-------- THE DATA
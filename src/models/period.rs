//! Attendance period model.
//!
//! This module contains the [`AttendancePeriod`] type: the fixed date range
//! within which attendance, overtime and reimbursement records are collected
//! before payroll runs.

use chrono::{NaiveDate, NaiveDateTime};
use serde::{Deserialize, Serialize};

/// Represents an attendance period with its inclusive date range.
///
/// Periods are immutable once created, except that an associated payroll
/// reaching `processed` state implicitly locks the period against further
/// submissions. Date ranges of distinct periods never overlap; this is
/// checked at creation.
///
/// # Example
///
/// ```
/// use payroll_engine::models::AttendancePeriod;
/// use chrono::{NaiveDate, NaiveDateTime};
///
/// let period = AttendancePeriod {
///     id: 1,
///     start_date: NaiveDate::from_ymd_opt(2025, 6, 1).unwrap(),
///     end_date: NaiveDate::from_ymd_opt(2025, 6, 30).unwrap(),
///     created_by: 1,
///     created_at: NaiveDate::from_ymd_opt(2025, 5, 31).unwrap().and_hms_opt(9, 0, 0).unwrap(),
/// };
///
/// assert!(period.contains_date(NaiveDate::from_ymd_opt(2025, 6, 15).unwrap()));
/// ```
#[derive(Debug, Clone, PartialEq, Eq, Serialize, Deserialize)]
pub struct AttendancePeriod {
    /// Unique identifier for the period.
    pub id: i64,
    /// The first day of the period (inclusive).
    pub start_date: NaiveDate,
    /// The last day of the period (inclusive).
    pub end_date: NaiveDate,
    /// The user that created the period.
    pub created_by: i64,
    /// When the period was created.
    pub created_at: NaiveDateTime,
}

impl AttendancePeriod {
    /// Checks if a given date falls within this period.
    ///
    /// The check is inclusive of both start and end dates.
    ///
    /// # Example
    ///
    /// ```
    /// use payroll_engine::models::AttendancePeriod;
    /// use chrono::NaiveDate;
    ///
    /// let period = AttendancePeriod {
    ///     id: 1,
    ///     start_date: NaiveDate::from_ymd_opt(2025, 6, 1).unwrap(),
    ///     end_date: NaiveDate::from_ymd_opt(2025, 6, 30).unwrap(),
    ///     created_by: 1,
    ///     created_at: NaiveDate::from_ymd_opt(2025, 5, 31).unwrap().and_hms_opt(9, 0, 0).unwrap(),
    /// };
    ///
    /// assert!(period.contains_date(NaiveDate::from_ymd_opt(2025, 6, 1).unwrap()));  // start
    /// assert!(period.contains_date(NaiveDate::from_ymd_opt(2025, 6, 30).unwrap())); // end
    /// assert!(!period.contains_date(NaiveDate::from_ymd_opt(2025, 5, 31).unwrap()));
    /// assert!(!period.contains_date(NaiveDate::from_ymd_opt(2025, 7, 1).unwrap()));
    /// ```
    pub fn contains_date(&self, date: NaiveDate) -> bool {
        date >= self.start_date && date <= self.end_date
    }

    /// Checks if a candidate date range intersects this period.
    ///
    /// Both ranges are treated as inclusive intervals; touching endpoints
    /// count as an overlap.
    pub fn overlaps(&self, start_date: NaiveDate, end_date: NaiveDate) -> bool {
        !(end_date < self.start_date || start_date > self.end_date)
    }
}

#[cfg(test)]
mod tests {
    use super::*;

    fn date(s: &str) -> NaiveDate {
        NaiveDate::parse_from_str(s, "%Y-%m-%d").unwrap()
    }

    fn june_period() -> AttendancePeriod {
        AttendancePeriod {
            id: 1,
            start_date: date("2025-06-01"),
            end_date: date("2025-06-30"),
            created_by: 1,
            created_at: date("2025-05-31").and_hms_opt(9, 0, 0).unwrap(),
        }
    }

    #[test]
    fn test_contains_date_within_period() {
        assert!(june_period().contains_date(date("2025-06-15")));
    }

    #[test]
    fn test_contains_date_on_boundaries() {
        let period = june_period();
        assert!(period.contains_date(period.start_date));
        assert!(period.contains_date(period.end_date));
    }

    #[test]
    fn test_contains_date_outside_period() {
        let period = june_period();
        assert!(!period.contains_date(date("2025-05-31")));
        assert!(!period.contains_date(date("2025-07-01")));
    }

    #[test]
    fn test_overlaps_detects_intersections() {
        let period = june_period();
        // Fully inside
        assert!(period.overlaps(date("2025-06-10"), date("2025-06-20")));
        // Straddles the start
        assert!(period.overlaps(date("2025-05-20"), date("2025-06-05")));
        // Straddles the end
        assert!(period.overlaps(date("2025-06-25"), date("2025-07-05")));
        // Fully covers
        assert!(period.overlaps(date("2025-05-01"), date("2025-07-31")));
        // Touching a single endpoint counts
        assert!(period.overlaps(date("2025-06-30"), date("2025-07-31")));
    }

    #[test]
    fn test_overlaps_rejects_disjoint_ranges() {
        let period = june_period();
        assert!(!period.overlaps(date("2025-05-01"), date("2025-05-31")));
        assert!(!period.overlaps(date("2025-07-01"), date("2025-07-31")));
    }

    #[test]
    fn test_serialize_period() {
        let json = serde_json::to_string(&june_period()).unwrap();
        assert!(json.contains("\"start_date\":\"2025-06-01\""));
        assert!(json.contains("\"end_date\":\"2025-06-30\""));
    }
}
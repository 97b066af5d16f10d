//! Payroll model and lifecycle status.
//!
//! A payroll is a single processing run tied to one attendance period. It is
//! created in [`PayrollStatus::Pending`] state and transitions to
//! [`PayrollStatus::Processed`] exactly once; from then on the period it
//! covers is frozen against further submissions.

use chrono::NaiveDateTime;
use serde::{Deserialize, Serialize};
use std::fmt;

/// Lifecycle status of a payroll run.
#[derive(Debug, Clone, Copy, PartialEq, Eq, Serialize, Deserialize)]
#[serde(rename_all = "snake_case")]
pub enum PayrollStatus {
    /// The payroll exists but has not been run.
    Pending,
    /// The payroll has been run; its period is frozen.
    Processed,
}

impl fmt::Display for PayrollStatus {
    fn fmt(&self, f: &mut fmt::Formatter<'_>) -> fmt::Result {
        match self {
            PayrollStatus::Pending => write!(f, "pending"),
            PayrollStatus::Processed => write!(f, "processed"),
        }
    }
}

/// Represents a payroll run for one attendance period.
#[derive(Debug, Clone, PartialEq, Eq, Serialize, Deserialize)]
pub struct Payroll {
    /// Unique identifier for the payroll.
    pub id: i64,
    /// The attendance period this payroll covers (1:1).
    pub period_id: i64,
    /// Current lifecycle status.
    pub status: PayrollStatus,
    /// When the payroll was run; `None` while pending.
    pub processed_at: Option<NaiveDateTime>,
    /// The user that created the payroll.
    pub created_by: i64,
    /// The user that last updated the payroll, if any.
    pub updated_by: Option<i64>,
    /// When the payroll was created.
    pub created_at: NaiveDateTime,
    /// When the payroll was last updated.
    pub updated_at: NaiveDateTime,
}

impl Payroll {
    /// Returns true once the payroll has been run.
    pub fn is_processed(&self) -> bool {
        self.status == PayrollStatus::Processed
    }
}

/// A payroll row joined with its period dates, as returned by listings.
#[derive(Debug, Clone, PartialEq, Eq, Serialize, Deserialize)]
pub struct PayrollListItem {
    /// The payroll id.
    pub id: i64,
    /// Current lifecycle status.
    pub status: PayrollStatus,
    /// Start of the covered period.
    pub start_date: chrono::NaiveDate,
    /// End of the covered period.
    pub end_date: chrono::NaiveDate,
    /// When the payroll was run; `None` while pending.
    pub processed_at: Option<NaiveDateTime>,
}

#[cfg(test)]
mod tests {
    use super::*;
    use chrono::NaiveDate;

    fn pending_payroll() -> Payroll {
        let created = NaiveDate::from_ymd_opt(2025, 6, 1)
            .unwrap()
            .and_hms_opt(9, 0, 0)
            .unwrap();
        Payroll {
            id: 1,
            period_id: 1,
            status: PayrollStatus::Pending,
            processed_at: None,
            created_by: 1,
            updated_by: None,
            created_at: created,
            updated_at: created,
        }
    }

    #[test]
    fn test_status_serializes_snake_case() {
        assert_eq!(
            serde_json::to_string(&PayrollStatus::Pending).unwrap(),
            "\"pending\""
        );
        assert_eq!(
            serde_json::to_string(&PayrollStatus::Processed).unwrap(),
            "\"processed\""
        );
    }

    #[test]
    fn test_status_displays_lowercase() {
        assert_eq!(PayrollStatus::Pending.to_string(), "pending");
        assert_eq!(PayrollStatus::Processed.to_string(), "processed");
    }

    #[test]
    fn test_is_processed() {
        let mut payroll = pending_payroll();
        assert!(!payroll.is_processed());
        payroll.status = PayrollStatus::Processed;
        assert!(payroll.is_processed());
    }

    #[test]
    fn test_serialize_round_trip() {
        let payroll = pending_payroll();
        let json = serde_json::to_string(&payroll).unwrap();
        let back: Payroll = serde_json::from_str(&json).unwrap();
        assert_eq!(payroll, back);
    }
}
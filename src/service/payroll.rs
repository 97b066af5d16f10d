//! Payroll lifecycle, payslip generation and period-wide summaries.
//!
//! Periods are created with overlap validation; payrolls are created
//! pending, run exactly once, and from then on freeze their period.
//! Payslips and summaries are computed on read from raw aggregates and
//! never persisted.

use std::sync::Arc;

use rust_decimal::Decimal;
use serde::{Deserialize, Serialize};

use crate::calculation::{
    build_payslip, clamp_page_params, compute_pay, paginate, parse_submission_date, round_money,
};
use crate::error::{EngineError, EngineResult};
use crate::models::{
    AttendancePeriod, EmployeePayslip, Page, Payroll, PayrollListItem, PayrollSummary, PeriodInfo,
};
use crate::store::{
    EmployeeStore, NewPayroll, NewPeriod, PayrollStore, PeriodStore, SubmissionStore,
};

/// A request to create an attendance period.
#[derive(Debug, Clone, Serialize, Deserialize)]
pub struct PeriodRequest {
    /// First day of the period, `YYYY-MM-DD`.
    pub start_date: String,
    /// Last day of the period, `YYYY-MM-DD`.
    pub end_date: String,
    /// The authenticated user creating the period.
    pub created_by: i64,
}

/// A request to create a payroll for a period.
#[derive(Debug, Clone, Serialize, Deserialize)]
pub struct PayrollRequest {
    /// The period the payroll covers.
    pub period_id: i64,
    /// The authenticated user creating the payroll.
    pub created_by: i64,
}

/// Manages payroll state and computes payslips and summaries.
#[derive(Debug)]
pub struct PayrollService<S> {
    store: Arc<S>,
}

impl<S> Clone for PayrollService<S> {
    fn clone(&self) -> Self {
        Self {
            store: Arc::clone(&self.store),
        }
    }
}

impl<S> PayrollService<S>
where
    S: PeriodStore + PayrollStore + SubmissionStore + EmployeeStore,
{
    /// Creates a service over the given store.
    pub fn new(store: Arc<S>) -> Self {
        Self { store }
    }

    /// Creates an attendance period after validating its range.
    ///
    /// The range must be well-ordered and must not intersect any existing
    /// period.
    pub fn create_attendance_period(
        &self,
        request: &PeriodRequest,
    ) -> EngineResult<AttendancePeriod> {
        let start_date = parse_submission_date(&request.start_date)?;
        let end_date = parse_submission_date(&request.end_date)?;
        if start_date > end_date {
            return Err(EngineError::InvalidPeriodRange {
                start_date,
                end_date,
            });
        }
        if self.store.period_overlaps(start_date, end_date)? {
            return Err(EngineError::OverlappingPeriod {
                start_date,
                end_date,
            });
        }

        self.store.insert_period(NewPeriod {
            start_date,
            end_date,
            created_by: request.created_by,
        })
    }

    /// Lists attendance periods, most recently created first.
    pub fn list_periods(&self, page: i64, limit: i64) -> EngineResult<Page<AttendancePeriod>> {
        let (page, limit) = clamp_page_params(page, limit);
        let total = self.store.count_periods()?;
        let slice = paginate(total, page, limit);
        if slice.is_empty {
            return Ok(Page::empty(total, page, limit, slice.total_pages));
        }

        let data = self.store.list_periods(limit, slice.offset)?;
        Ok(Page {
            data,
            total_record: total,
            page,
            limit,
            total_pages: slice.total_pages,
        })
    }

    /// Creates a payroll for a period, in pending state.
    ///
    /// The period must exist and must not already have a payroll; one
    /// payroll covers one period.
    pub fn create_payroll(&self, request: &PayrollRequest) -> EngineResult<Payroll> {
        let period = self
            .store
            .get_period(request.period_id)?
            .ok_or(EngineError::PeriodNotFound {
                period_id: request.period_id,
            })?;
        if self.store.payroll_for_period(period.id)?.is_some() {
            return Err(EngineError::PayrollAlreadyExists {
                period_id: period.id,
            });
        }

        self.store.insert_payroll(NewPayroll {
            period_id: period.id,
            created_by: request.created_by,
        })
    }

    /// Runs a payroll: `pending -> processed`, stamping `processed_at`.
    ///
    /// The transition is monotonic; running an already-processed payroll
    /// fails. Once processed, the period gate rejects all further
    /// submissions for the covered period.
    pub fn run_payroll(&self, payroll_id: i64, updated_by: i64) -> EngineResult<Payroll> {
        let payroll = self
            .store
            .get_payroll(payroll_id)?
            .ok_or(EngineError::PayrollNotFound { payroll_id })?;
        if payroll.is_processed() {
            return Err(EngineError::PayrollAlreadyProcessed {
                period_id: payroll.period_id,
            });
        }

        self.store.set_processed(payroll_id, updated_by)
    }

    /// Lists payrolls joined with their period dates, most recent first.
    pub fn list_payrolls(&self, page: i64, limit: i64) -> EngineResult<Page<PayrollListItem>> {
        let (page, limit) = clamp_page_params(page, limit);
        let total = self.store.count_payrolls()?;
        let slice = paginate(total, page, limit);
        if slice.is_empty {
            return Ok(Page::empty(total, page, limit, slice.total_pages));
        }

        let payrolls = self.store.list_payrolls(limit, slice.offset)?;
        let mut data = Vec::with_capacity(payrolls.len());
        for payroll in payrolls {
            let period =
                self.store
                    .get_period(payroll.period_id)?
                    .ok_or(EngineError::PeriodNotFound {
                        period_id: payroll.period_id,
                    })?;
            data.push(PayrollListItem {
                id: payroll.id,
                status: payroll.status,
                start_date: period.start_date,
                end_date: period.end_date,
                processed_at: payroll.processed_at,
            });
        }

        Ok(Page {
            data,
            total_record: total,
            page,
            limit,
            total_pages: slice.total_pages,
        })
    }

    /// Generates one employee's payslip for a processed payroll.
    ///
    /// The payroll must exist and have been run; the employee's salary row
    /// must exist. A missing salary is an error, never a zero default.
    pub fn generate_payslip(&self, user_id: i64, payroll_id: i64) -> EngineResult<EmployeePayslip> {
        let payroll = self
            .store
            .get_payroll(payroll_id)?
            .ok_or(EngineError::PayrollNotFound { payroll_id })?;
        if !payroll.is_processed() {
            return Err(EngineError::PayrollNotProcessed { payroll_id });
        }

        let employee = self
            .store
            .get_employee(user_id)?
            .ok_or(EngineError::EmployeeNotFound { user_id })?;

        let attendance_days = self.store.count_attendance_days(user_id, payroll.period_id)?;
        let overtime_hours = self.store.sum_overtime_hours(user_id, payroll.period_id)?;
        let reimbursements = self.store.sum_reimbursements(user_id, payroll.period_id)?;

        Ok(build_payslip(
            payroll.id,
            user_id,
            &employee.full_name,
            employee.base_salary,
            attendance_days,
            overtime_hours,
            reimbursements,
        ))
    }

    /// Summarizes one page of a payroll's eligible employees.
    ///
    /// Employees qualify only with at least one attendance, overtime or
    /// reimbursement record in the period. `total_take_home_pay` covers the
    /// returned page only.
    pub fn summarize_payroll(
        &self,
        payroll_id: i64,
        page: i64,
        limit: i64,
    ) -> EngineResult<PayrollSummary> {
        let payroll = self
            .store
            .get_payroll(payroll_id)?
            .ok_or(EngineError::PayrollNotFound { payroll_id })?;
        let period =
            self.store
                .get_period(payroll.period_id)?
                .ok_or(EngineError::PeriodNotFound {
                    period_id: payroll.period_id,
                })?;

        let (page, limit) = clamp_page_params(page, limit);
        let total = self.store.count_eligible_employees(period.id)?;
        let slice = paginate(total, page, limit);
        let period_info = PeriodInfo {
            start_date: period.start_date,
            end_date: period.end_date,
        };

        if slice.is_empty {
            return Ok(PayrollSummary {
                payroll_id,
                period: period_info,
                employees: Vec::new(),
                total_take_home_pay: Decimal::ZERO,
                total_record: total,
                page,
                limit,
                total_pages: slice.total_pages,
            });
        }

        let activities = self
            .store
            .list_eligible_employees(period.id, limit, slice.offset)?;

        let mut employees = Vec::with_capacity(activities.len());
        let mut page_total = Decimal::ZERO;
        for activity in activities {
            let breakdown = compute_pay(
                activity.base_salary,
                activity.attendance_days,
                activity.overtime_hours,
                activity.reimbursements,
            );
            page_total += breakdown.take_home_pay;
            employees.push(build_payslip(
                payroll_id,
                activity.user_id,
                &activity.full_name,
                activity.base_salary,
                activity.attendance_days,
                activity.overtime_hours,
                activity.reimbursements,
            ));
        }

        Ok(PayrollSummary {
            payroll_id,
            period: period_info,
            employees,
            total_take_home_pay: round_money(page_total),
            total_record: total,
            page,
            limit,
            total_pages: slice.total_pages,
        })
    }
}
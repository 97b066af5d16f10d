//! Pay arithmetic.
//!
//! Turns raw per-period aggregates (attendance days, overtime hours,
//! reimbursement totals) into payslip figures. All functions are
//! deterministic; rounding happens once, when a payslip is assembled.

use rust_decimal::{Decimal, RoundingStrategy};

use crate::models::EmployeePayslip;

/// Standard working days per attendance period.
///
/// Attendance pay is prorated against this count. Fixed by design, not
/// configuration.
pub const STANDARD_WORKING_DAYS: Decimal = Decimal::from_parts(20, 0, 0, false, 0);

/// Base hours per period used as the overtime rate divisor.
pub const OVERTIME_BASE_HOURS: Decimal = Decimal::from_parts(160, 0, 0, false, 0);

/// Overtime is paid at twice the derived hourly rate.
pub const OVERTIME_MULTIPLIER: Decimal = Decimal::from_parts(2, 0, 0, false, 0);

/// Maximum overtime hours accepted per day.
pub const MAX_OVERTIME_HOURS: Decimal = Decimal::from_parts(3, 0, 0, false, 0);

/// Rounds a monetary amount to 2 decimal places, half away from zero.
pub fn round_money(value: Decimal) -> Decimal {
    value.round_dp_with_strategy(2, RoundingStrategy::MidpointAwayFromZero)
}

/// Rounds an hours figure to whole hours for display, half away from zero.
pub fn round_hours(value: Decimal) -> Decimal {
    value.round_dp_with_strategy(0, RoundingStrategy::MidpointAwayFromZero)
}

/// Prorated attendance pay: `base_salary / 20 * attendance_days`.
///
/// # Example
///
/// ```
/// use payroll_engine::calculation::attendance_pay;
/// use rust_decimal::Decimal;
///
/// let pay = attendance_pay(Decimal::from(4_000_000), 20);
/// assert_eq!(pay, Decimal::from(4_000_000));
///
/// let half = attendance_pay(Decimal::from(4_000_000), 10);
/// assert_eq!(half, Decimal::from(2_000_000));
/// ```
pub fn attendance_pay(base_salary: Decimal, attendance_days: i64) -> Decimal {
    base_salary / STANDARD_WORKING_DAYS * Decimal::from(attendance_days)
}

/// Overtime pay: `total_hours * (base_salary / 160) * 2`.
///
/// The closed form over summed hours equals the per-record sum because the
/// base salary is constant across a period, which this engine assumes.
///
/// # Example
///
/// ```
/// use payroll_engine::calculation::overtime_pay;
/// use rust_decimal::Decimal;
///
/// let pay = overtime_pay(Decimal::from(4_000_000), Decimal::from(10));
/// assert_eq!(pay, Decimal::from(500_000));
/// ```
pub fn overtime_pay(base_salary: Decimal, total_hours: Decimal) -> Decimal {
    total_hours * (base_salary / OVERTIME_BASE_HOURS) * OVERTIME_MULTIPLIER
}

/// Unrounded pay figures for one employee in one period.
#[derive(Debug, Clone, Copy, PartialEq, Eq)]
pub struct PayBreakdown {
    /// Prorated attendance pay.
    pub attendance_pay: Decimal,
    /// Overtime pay over the summed hours.
    pub overtime_pay: Decimal,
    /// Attendance pay + overtime pay + reimbursements.
    pub take_home_pay: Decimal,
}

/// Computes the unrounded pay figures from raw aggregates.
pub fn compute_pay(
    base_salary: Decimal,
    attendance_days: i64,
    overtime_hours: Decimal,
    reimbursements: Decimal,
) -> PayBreakdown {
    let attendance = attendance_pay(base_salary, attendance_days);
    let overtime = overtime_pay(base_salary, overtime_hours);
    PayBreakdown {
        attendance_pay: attendance,
        overtime_pay: overtime,
        take_home_pay: attendance + overtime + reimbursements,
    }
}

/// Assembles a rounded payslip from raw aggregates.
///
/// Monetary fields are rounded to 2 decimal places; overtime hours are
/// rounded to whole hours for display.
pub fn build_payslip(
    payroll_id: i64,
    user_id: i64,
    full_name: &str,
    base_salary: Decimal,
    attendance_days: i64,
    overtime_hours: Decimal,
    reimbursements: Decimal,
) -> EmployeePayslip {
    let breakdown = compute_pay(base_salary, attendance_days, overtime_hours, reimbursements);

    EmployeePayslip {
        payroll_id,
        user_id,
        full_name: full_name.to_string(),
        base_salary: round_money(base_salary),
        attendance_days,
        attendance_pay: round_money(breakdown.attendance_pay),
        overtime_hours: round_hours(overtime_hours),
        overtime_pay: round_money(breakdown.overtime_pay),
        reimbursements: round_money(reimbursements),
        take_home_pay: round_money(breakdown.take_home_pay),
    }
}

#[cfg(test)]
mod tests {
    use super::*;
    use std::str::FromStr;

    fn dec(s: &str) -> Decimal {
        Decimal::from_str(s).unwrap()
    }

    #[test]
    fn test_attendance_pay_full_month() {
        assert_eq!(
            attendance_pay(dec("4000000"), 20),
            dec("4000000")
        );
    }

    #[test]
    fn test_attendance_pay_partial_month() {
        assert_eq!(attendance_pay(dec("4000000"), 15), dec("3000000"));
        assert_eq!(attendance_pay(dec("4000000"), 0), dec("0"));
    }

    #[test]
    fn test_overtime_pay_is_double_hourly_rate() {
        // 4,000,000 / 160 = 25,000 per hour, doubled for overtime.
        assert_eq!(overtime_pay(dec("4000000"), dec("1")), dec("50000"));
        assert_eq!(overtime_pay(dec("4000000"), dec("10")), dec("500000"));
    }

    #[test]
    fn test_overtime_pay_fractional_hours() {
        assert_eq!(overtime_pay(dec("4000000"), dec("2.5")), dec("125000"));
    }

    #[test]
    fn test_take_home_pay_sums_components() {
        let breakdown = compute_pay(dec("4000000"), 20, dec("10"), dec("200000"));
        assert_eq!(breakdown.attendance_pay, dec("4000000"));
        assert_eq!(breakdown.overtime_pay, dec("500000"));
        assert_eq!(breakdown.take_home_pay, dec("4700000"));
    }

    #[test]
    fn test_round_money_half_away_from_zero() {
        assert_eq!(round_money(dec("10.005")), dec("10.01"));
        assert_eq!(round_money(dec("10.004")), dec("10.00"));
        assert_eq!(round_money(dec("-10.005")), dec("-10.01"));
    }

    #[test]
    fn test_round_hours_to_whole_hours() {
        assert_eq!(round_hours(dec("2.5")), dec("3"));
        assert_eq!(round_hours(dec("2.4")), dec("2"));
    }

    #[test]
    fn test_build_payslip_rounds_all_figures() {
        // Salary not divisible by 20: 3,333,333 / 20 * 7 = 1,166,666.55
        let payslip = build_payslip(1, 42, "Ayu Lestari", dec("3333333"), 7, dec("2.5"), dec("0"));

        assert_eq!(payslip.attendance_pay, dec("1166666.55"));
        // 2.5 * (3333333 / 160) * 2 = 104166.65625 -> 104166.66
        assert_eq!(payslip.overtime_pay, dec("104166.66"));
        assert_eq!(payslip.overtime_hours, dec("3"));
        // Take-home rounds the unrounded sum: 1270833.20625 -> 1270833.21
        assert_eq!(payslip.take_home_pay, dec("1270833.21"));
        assert_eq!(payslip.full_name, "Ayu Lestari");
        assert_eq!(payslip.attendance_days, 7);
    }

    #[test]
    fn test_zero_activity_payslip_is_zero() {
        let payslip = build_payslip(1, 42, "Idle", dec("4000000"), 0, dec("0"), dec("0"));
        assert_eq!(payslip.take_home_pay, dec("0.00"));
        assert_eq!(payslip.attendance_pay, dec("0.00"));
        assert_eq!(payslip.overtime_pay, dec("0.00"));
    }

    #[test]
    fn test_constants() {
        assert_eq!(STANDARD_WORKING_DAYS, dec("20"));
        assert_eq!(OVERTIME_BASE_HOURS, dec("160"));
        assert_eq!(OVERTIME_MULTIPLIER, dec("2"));
        assert_eq!(MAX_OVERTIME_HOURS, dec("3"));
    }
}
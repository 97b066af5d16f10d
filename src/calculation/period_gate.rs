//! Attendance period resolution with payroll-lock checking.
//!
//! Every submission passes through this gate before any type-specific rule
//! runs: the calendar date resolves to its enclosing period, and the
//! period's payroll (if any) must not have been processed.

use chrono::NaiveDate;

use crate::error::{EngineError, EngineResult};
use crate::store::{PayrollStore, PeriodStore};

/// Resolves the attendance period a submission date belongs to, verifying
/// the period is still open for submissions.
///
/// Fails with [`EngineError::NoPeriodFound`] when no period covers the
/// date, and with [`EngineError::PayrollAlreadyProcessed`] when the
/// covering period's payroll has been run. A period with no payroll row at
/// all is open.
///
/// The returned period id is what submissions are stamped with; it is
/// never supplied by the caller.
///
/// Read-only. The gate-check and the subsequent insert are not atomic; the
/// narrow race between them is accepted and backstopped by storage-level
/// constraints.
pub fn resolve_period_for_submission<S>(store: &S, date: NaiveDate) -> EngineResult<i64>
where
    S: PeriodStore + PayrollStore + ?Sized,
{
    let period_id = store
        .find_period_containing(date)?
        .ok_or(EngineError::NoPeriodFound { date })?;

    if let Some(payroll) = store.payroll_for_period(period_id)? {
        if payroll.is_processed() {
            return Err(EngineError::PayrollAlreadyProcessed { period_id });
        }
    }

    Ok(period_id)
}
----------------
-- WORK ORDER --
For the string "PayBreakdown", show each line of the entries above where it occurs.

-- ANSWER TO THE PROBLEM --
pub struct PayBreakdown {
) -> PayBreakdown {
    PayBreakdown {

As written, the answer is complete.